Another nod from Dad, but he said, “Though, not only. My pride was stung. I lost my wife, but in truth, I never had her to begin with. I’d been played. I fancy myself an intelligent man, Alexandra. That was a blow to my ego that was difficult to sustain.” He leaned toward me. “But I should have let it go long ago. Not just for myself, but for you girls.” He tipped his head to the side and his voice was gentler when he asked, “Do you suffer?”

I knew what he was asking.

“Not really,” I replied.

“A girl needs her mother.”

“Dad, I found coping mechanisms ages ago. And I had Grandmother Brooke.” I smiled at him. “I had a father who made it so he could work close to where I escaped, and I figure somehow, that penetrated for me. I made my own life, and I love my life.”

I leaned deeper into him and curled the fingers of both hands on his forearm on the arm of the chair.

Then I finished, “I’m happy.”

“Good,” he whispered.

“Do you have a sense why she fights with you?” I asked.

Unlike the rest of our conversation, he didn’t readily answer.

“Dad?”

“As I said, I don’t like to speak ill of her directly at you.”

My tone was lower when I prompted, “Dad.”

His chest expanded with the heave of this sigh.
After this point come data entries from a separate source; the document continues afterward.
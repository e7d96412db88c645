//! Client-side view of a tenant's order control state
//!
//! A session keeps a [`ControlView`] built from a full fetch and folds
//! pushed events into it. Each field remembers the revision it was last
//! written at; an update carrying an older or equal revision for that field
//! is dropped, so out-of-order delivery never rolls a field back.
//!
//! The view is a rendering hint. Whether a submission is accepted is only
//! ever decided by the server.

use crate::core::control::{ControlField, OrderControlPatch, OrderControlState};
use crate::core::events::StorefrontEvent;
use crate::core::window::{WindowEvaluation, WindowEvaluator};
use chrono::{DateTime, NaiveDateTime, Utc};
use std::collections::HashMap;

/// What applying an event changed
#[derive(Debug, Clone, Default, PartialEq, Eq)]
pub struct ViewChange {
    pub applied: Vec<ControlField>,
    /// The policy changed; the advisory must be recomputed now rather than
    /// on the next local tick
    pub policy_changed: bool,
}

impl ViewChange {
    pub fn is_empty(&self) -> bool {
        self.applied.is_empty()
    }
}

#[derive(Debug, Clone)]
pub struct ControlView {
    state: OrderControlState,
    revisions: HashMap<ControlField, u64>,
    evaluator: WindowEvaluator,
}

impl ControlView {
    pub fn new(snapshot: OrderControlState) -> Self {
        Self::with_evaluator(snapshot, WindowEvaluator::default())
    }

    pub fn with_evaluator(snapshot: OrderControlState, evaluator: WindowEvaluator) -> Self {
        let revisions = stamp_all(snapshot.revision);
        Self {
            state: snapshot,
            revisions,
            evaluator,
        }
    }

    pub fn state(&self) -> &OrderControlState {
        &self.state
    }

    pub fn field_revision(&self, field: ControlField) -> u64 {
        self.revisions.get(&field).copied().unwrap_or(0)
    }

    /// Fold one pushed event into the view
    pub fn apply(&mut self, event: &StorefrontEvent) -> ViewChange {
        let mut change = ViewChange::default();

        match event {
            StorefrontEvent::OrderControlUpdated { updates, revision } => {
                for field in updates.fields() {
                    if !self.accept(field, *revision) {
                        continue;
                    }
                    self.state.apply_patch(&single_field(updates, field));
                    change.applied.push(field);
                    if field == ControlField::Policy {
                        change.policy_changed = true;
                    }
                }
            }
            StorefrontEvent::CustomMessageSet {
                message,
                expires_at,
                revision,
            } => {
                if self.accept(ControlField::CustomMessage, *revision) {
                    self.state.set_custom_message(message.clone(), *expires_at);
                    change.applied.push(ControlField::CustomMessage);
                }
            }
            StorefrontEvent::CustomMessageCleared { revision } => {
                if self.accept(ControlField::CustomMessage, *revision) {
                    self.state.clear_custom_message();
                    change.applied.push(ControlField::CustomMessage);
                }
            }
            StorefrontEvent::OrderSubmitted { .. } => {}
        }

        if let Some(revision) = event.revision()
            && !change.is_empty()
        {
            self.state.revision = self.state.revision.max(revision);
        }

        change
    }

    /// Merge a full fetch, field by field
    ///
    /// A field already written by a push newer than the snapshot keeps its
    /// local value, so a fetch answered after a push cannot undo it.
    pub fn reconcile(&mut self, snapshot: OrderControlState) -> ViewChange {
        let mut change = ViewChange::default();

        for field in ControlField::ALL {
            if snapshot.revision < self.field_revision(field) {
                continue;
            }
            self.revisions.insert(field, snapshot.revision);
            if differs(&self.state, &snapshot, field) {
                copy_field(&mut self.state, &snapshot, field);
                change.applied.push(field);
                if field == ControlField::Policy {
                    change.policy_changed = true;
                }
            }
        }
        self.state.revision = self.state.revision.max(snapshot.revision);

        change
    }

    /// Local evaluation for rendering the submit button and advisory
    pub fn submit_hint(&self, now: NaiveDateTime) -> WindowEvaluation {
        self.evaluator.evaluate(
            self.state.policy.as_ref(),
            self.state.warning_enabled,
            self.state.time_control_enabled,
            now,
        )
    }

    pub fn custom_message(&self, now: DateTime<Utc>) -> Option<&str> {
        self.state.active_custom_message(now)
    }

    fn accept(&mut self, field: ControlField, revision: u64) -> bool {
        if revision <= self.field_revision(field) {
            return false;
        }
        self.revisions.insert(field, revision);
        true
    }
}

fn stamp_all(revision: u64) -> HashMap<ControlField, u64> {
    ControlField::ALL
        .into_iter()
        .map(|field| (field, revision))
        .collect()
}

fn single_field(patch: &OrderControlPatch, field: ControlField) -> OrderControlPatch {
    let mut single = OrderControlPatch::default();
    match field {
        ControlField::TimeControlEnabled => single.time_control_enabled = patch.time_control_enabled,
        ControlField::WarningEnabled => single.warning_enabled = patch.warning_enabled,
        ControlField::Policy => single.policy = patch.policy.clone(),
        ControlField::ShowSalePrice => single.show_sale_price = patch.show_sale_price,
        ControlField::ShowQuantity => single.show_quantity = patch.show_quantity,
        ControlField::CustomMessage => {}
    }
    single
}

fn copy_field(target: &mut OrderControlState, source: &OrderControlState, field: ControlField) {
    match field {
        ControlField::TimeControlEnabled => target.time_control_enabled = source.time_control_enabled,
        ControlField::WarningEnabled => target.warning_enabled = source.warning_enabled,
        ControlField::Policy => target.policy = source.policy.clone(),
        ControlField::ShowSalePrice => target.show_sale_price = source.show_sale_price,
        ControlField::ShowQuantity => target.show_quantity = source.show_quantity,
        ControlField::CustomMessage => {
            target.custom_message = source.custom_message.clone();
            target.custom_message_active = source.custom_message_active;
            target.custom_message_expires = source.custom_message_expires;
        }
    }
}

fn differs(a: &OrderControlState, b: &OrderControlState, field: ControlField) -> bool {
    match field {
        ControlField::TimeControlEnabled => a.time_control_enabled != b.time_control_enabled,
        ControlField::WarningEnabled => a.warning_enabled != b.warning_enabled,
        ControlField::Policy => a.policy != b.policy,
        ControlField::ShowSalePrice => a.show_sale_price != b.show_sale_price,
        ControlField::ShowQuantity => a.show_quantity != b.show_quantity,
        ControlField::CustomMessage => {
            a.custom_message != b.custom_message
                || a.custom_message_active != b.custom_message_active
                || a.custom_message_expires != b.custom_message_expires
        }
    }
}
Then he said, “It pains me. I’ve considered it quite a bit, especially recently, dealing with your mother and your sister and this wedding. And yesterday, for reasons I’m sure you understand, thoughts of it consumed me. My mind tried other avenues, but I was always directed back to the fact that the truth of it is, your mother is not a nice woman. She is wholly selfish. She is wholly surface. And she isn’t very intelligent. How I was deceived by her for so long I’m afraid has quite a bit to do with my manhood and ego.”

I started chuckling.

He smiled at me.

But he finished, “And my greatest worry is that your sister is quite like her.”

“Yeah,” I agreed and scrunched my nose.

He in turn smiled at me giving him that look, before he chided, “Though, they will always be your mother and sister.”

“Yes, of course.”

“And I will warn you now that she will wish to interfere in whatever festivities you and Rix are thinking about for your wedding.”

Oh no.

I hadn’t thought of that.

“This current affair went well because Blake enjoyed the attention, and Helena enjoyed spending my money. However, we’ll both need to firmly put our foot down so you’ll have what you want.”
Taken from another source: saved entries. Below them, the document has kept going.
use axum::{
    extract::{rejection::JsonRejection, Path, State},
    http::StatusCode,
    response::IntoResponse,
    Json,
};

use crate::{
    model::{
        api::ErrorDto,
        guild::{GuildDto, PrefixDto, UpdatePrefixDto},
    },
    server::{error::AppError, service::guild::GuildService, state::AppState},
};

/// Tag for grouping guild configuration endpoints in OpenAPI documentation
pub static GUILD_TAG: &str = "guild";

/// Get a guild's command prefix.
///
/// Guilds that never set a prefix, or whose configuration was reset, report the
/// default `"!"`.
///
/// # Returns
/// - `200 OK` - Prefix in effect for the guild
/// - `500 Internal Server Error` - Database error
#[utoipa::path(
    get,
    path = "/guilds/{guild_id}/prefix",
    tag = GUILD_TAG,
    params(
        ("guild_id" = String, Path, description = "Discord guild ID")
    ),
    responses(
        (status = 200, description = "Prefix in effect for the guild", body = PrefixDto),
        (status = 500, description = "Internal server error", body = ErrorDto)
    ),
)]
pub async fn get_prefix(
    State(state): State<AppState>,
    Path(guild_id): Path<String>,
) -> Result<impl IntoResponse, AppError> {
    let prefix = GuildService::new(&state.db).get_prefix(&guild_id).await?;

    Ok((StatusCode::OK, Json(PrefixDto { prefix })))
}

/// Set a guild's command prefix.
///
/// Creates the guild's configuration on first use. The body must carry a non-empty
/// `prefix`; otherwise nothing is written.
///
/// # Returns
/// - `200 OK` - Full guild record after the update
/// - `400 Bad Request` - Malformed body or missing/empty prefix
/// - `500 Internal Server Error` - Database error
#[utoipa::path(
    put,
    path = "/guilds/{guild_id}/prefix",
    tag = GUILD_TAG,
    params(
        ("guild_id" = String, Path, description = "Discord guild ID")
    ),
    request_body = UpdatePrefixDto,
    responses(
        (status = 200, description = "Prefix updated", body = GuildDto),
        (status = 400, description = "Missing or empty prefix", body = ErrorDto),
        (status = 500, description = "Internal server error", body = ErrorDto)
    ),
)]
pub async fn update_prefix(
    State(state): State<AppState>,
    Path(guild_id): Path<String>,
    payload: Result<Json<UpdatePrefixDto>, JsonRejection>,
) -> Result<impl IntoResponse, AppError> {
    let Json(payload) = payload?;

    let guild = GuildService::new(&state.db)
        .update_prefix(&guild_id, payload.prefix)
        .await?;

    Ok((StatusCode::OK, Json(guild.into_dto())))
}

/// Reset a guild's configuration.
///
/// Soft-deletes the stored configuration so the guild falls back to defaults. A later
/// prefix update restores the same record.
///
/// # Returns
/// - `204 No Content` - Configuration reset
/// - `404 Not Found` - Guild has no stored configuration
/// - `500 Internal Server Error` - Database error
#[utoipa::path(
    delete,
    path = "/guilds/{guild_id}",
    tag = GUILD_TAG,
    params(
        ("guild_id" = String, Path, description = "Discord guild ID")
    ),
    responses(
        (status = 204, description = "Configuration reset"),
        (status = 404, description = "Guild has no stored configuration", body = ErrorDto),
        (status = 500, description = "Internal server error", body = ErrorDto)
    ),
)]
pub async fn reset_guild(
    State(state): State<AppState>,
    Path(guild_id): Path<String>,
) -> Result<impl IntoResponse, AppError> {
    GuildService::new(&state.db).reset(&guild_id).await?;

    Ok(StatusCode::NO_CONTENT)
}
“Rix will put his foot down too,” I reminded him.

“That might actually work.”

That was when I started laughing.

When I was getting control of it, I saw Dad was doing it with me.

Really, truly…

That felt so good.

“And that doesn’t even count Mags drawing the line,” I shared.

“Mags?”

“Mags, Rix’s mom. His dad is named Garrison. He’s called Gare.”

“Ah.”

From there, we talked.

We kept doing it even though, eventually, Dad took my hand and pulled me up from my chair.
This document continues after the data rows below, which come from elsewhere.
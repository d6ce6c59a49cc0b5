use super::*;

/// Tests creating a deleted message record.
///
/// Verifies all fields are stored and an ID and timestamps are generated.
///
/// Expected: Ok with created record
#[tokio::test]
async fn creates_deleted_message() -> Result<(), DbErr> {
    let test = TestBuilder::new()
        .with_table(entity::prelude::DeletedMessage)
        .build()
        .await
        .unwrap();
    let db = test.db.as_ref().unwrap();

    let before = Utc::now();
    let repo = DeletedMessageRepository::new(db);
    let message = repo
        .create(CreateDeletedMessageParam {
            guild_id: "g1".to_string(),
            channel_id: "c1".to_string(),
            message_id: "m1".to_string(),
            content: "hi".to_string(),
            author_id: "u1".to_string(),
        })
        .await?;

    assert!(message.id > 0);
    assert_eq!(message.guild_id, "g1");
    assert_eq!(message.channel_id, "c1");
    assert_eq!(message.message_id, "m1");
    assert_eq!(message.content, "hi");
    assert_eq!(message.author_id, "u1");
    assert!(message.created_at >= before);
    assert_eq!(message.created_at, message.updated_at);
    assert!(message.deleted_at.is_none());

    Ok(())
}

/// Tests creating a record with empty fields.
///
/// No identifier validation is performed; empty strings are stored as-is.
///
/// Expected: Ok with empty fields
#[tokio::test]
async fn creates_message_with_empty_fields() -> Result<(), DbErr> {
    let test = TestBuilder::new()
        .with_table(entity::prelude::DeletedMessage)
        .build()
        .await
        .unwrap();
    let db = test.db.as_ref().unwrap();

    let repo = DeletedMessageRepository::new(db);
    let message = repo.create(CreateDeletedMessageParam::default()).await?;

    assert!(message.id > 0);
    assert!(message.guild_id.is_empty());
    assert!(message.author_id.is_empty());

    Ok(())
}

/// Tests creating the same message twice keeps both events.
///
/// Expected: Ok with two distinct IDs
#[tokio::test]
async fn allows_duplicate_message_ids() -> Result<(), DbErr> {
    let test = TestBuilder::new()
        .with_table(entity::prelude::DeletedMessage)
        .build()
        .await
        .unwrap();
    let db = test.db.as_ref().unwrap();

    let param = CreateDeletedMessageParam {
        guild_id: "g1".to_string(),
        message_id: "m1".to_string(),
        ..Default::default()
    };

    let repo = DeletedMessageRepository::new(db);
    let first = repo.create(param.clone()).await?;
    let second = repo.create(param).await?;

    assert_ne!(first.id, second.id);

    Ok(())
}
We continued to do it as he walked me to the door of Rix and my room.

We only stopped doing it when he kissed my cheek and said, “We’ll ride together to the rehearsal, yes?”

“Yes, Dad.”

He pressed his four fingers flat on my cheek in a gesture of affection he’d never made with me before.

And that didn’t feel good.

It felt beautiful.

Then he said, “Enjoy your day, my darling,” and walked away.

I walked into a room that had a boyfriend that was unofficially a fiancé in it who had his hair still wet from his shower and was wearing a sweater over a T-shirt and faded jeans.

Oh, and his eyes were sharp on me, and his bearing was almost primal. Like, if he saw I’d sustained a single wound from my conversation with Dad, he was going to chase him down and tackle him.